The Sun recently revealed how Karl Dinis, 37, of Cardiff, was refused a mortgage due to his habitual use of the illegal treatments which he bought online from China.
Many websites offering the drug give NO WARNINGS of its serious dangers — with some claiming it has positive effects, including weight loss.
On lovemelanotan.org, where a bottle costs just £20, the website states: “Melanotan is safe.”
It also claims there is no evidence of long-term side effects and it is safer to tan using the drug as exposure to the sun’s rays might cause skin cancer.
On trutan.net, another site uncovered by The Sun, users are offered a “starter kit” with needles and alcohol wipes for £23.50.
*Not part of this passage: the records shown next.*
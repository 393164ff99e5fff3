use super::{SpanId, TraceFlags, TraceId};

/// Immutable portion of a span which can be serialized and propagated.
///
/// This is everything a child span or a downstream process needs to link
/// itself to its parent: the trace and span identifiers and the trace flags.
/// Spans whose context is not [valid](SpanContext::is_valid) are treated as
/// absent when choosing a parent.
#[derive(Clone, Debug, PartialEq, Eq, Hash)]
pub struct SpanContext {
    trace_id: TraceId,
    span_id: SpanId,
    trace_flags: TraceFlags,
    is_remote: bool,
}

impl SpanContext {
    /// An invalid span context
    pub const NONE: SpanContext = SpanContext {
        trace_id: TraceId::INVALID,
        span_id: SpanId::INVALID,
        trace_flags: TraceFlags::NOT_SAMPLED,
        is_remote: false,
    };

    /// Create an invalid empty span context
    pub fn empty_context() -> Self {
        SpanContext::NONE
    }

    /// Construct a new `SpanContext`
    pub fn new(trace_id: TraceId, span_id: SpanId, trace_flags: TraceFlags, is_remote: bool) -> Self {
        SpanContext {
            trace_id,
            span_id,
            trace_flags,
            is_remote,
        }
    }

    /// The [`TraceId`] for this span context.
    pub fn trace_id(&self) -> TraceId {
        self.trace_id
    }

    /// The [`SpanId`] for this span context.
    pub fn span_id(&self) -> SpanId {
        self.span_id
    }

    /// Returns details about the trace.
    pub fn trace_flags(&self) -> TraceFlags {
        self.trace_flags
    }

    /// Returns `true` if the span context has a valid (non-zero) `trace_id` and a
    /// valid (non-zero) `span_id`.
    pub fn is_valid(&self) -> bool {
        self.trace_id != TraceId::INVALID && self.span_id != SpanId::INVALID
    }

    /// Returns `true` if the span context was propagated from a remote parent.
    pub fn is_remote(&self) -> bool {
        self.is_remote
    }

    /// Returns `true` if the `sampled` trace flag is set.
    pub fn is_sampled(&self) -> bool {
        self.trace_flags.is_sampled()
    }
}

#[cfg(test)]
mod tests {
    use super::*;

    #[test]
    fn zero_ids_are_invalid() {
        assert!(!SpanContext::empty_context().is_valid());
        let half = SpanContext::new(TraceId::from(1), SpanId::INVALID, TraceFlags::SAMPLED, false);
        assert!(!half.is_valid());
        let full = SpanContext::new(TraceId::from(1), SpanId::from(1), TraceFlags::SAMPLED, true);
        assert!(full.is_valid());
        assert!(full.is_remote());
        assert!(full.is_sampled());
    }
}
It also quotes research carried out at the University of Arizona on suggesting Melanotan 2 may protect you from skin cancer.
Vendors on eBay sell a 10mg kit for around £29 which promises a “nice summery skin tan”.
Melanotan, which can also be taken via a nasal spray, is illegal to use and sell in the UK as it has not been cleared by the Government’s Medicines and Healthcare products Regulatory Agency (MHRA).
‘STOP PRESSURING PEOPLE TO LOOK THIS WAY’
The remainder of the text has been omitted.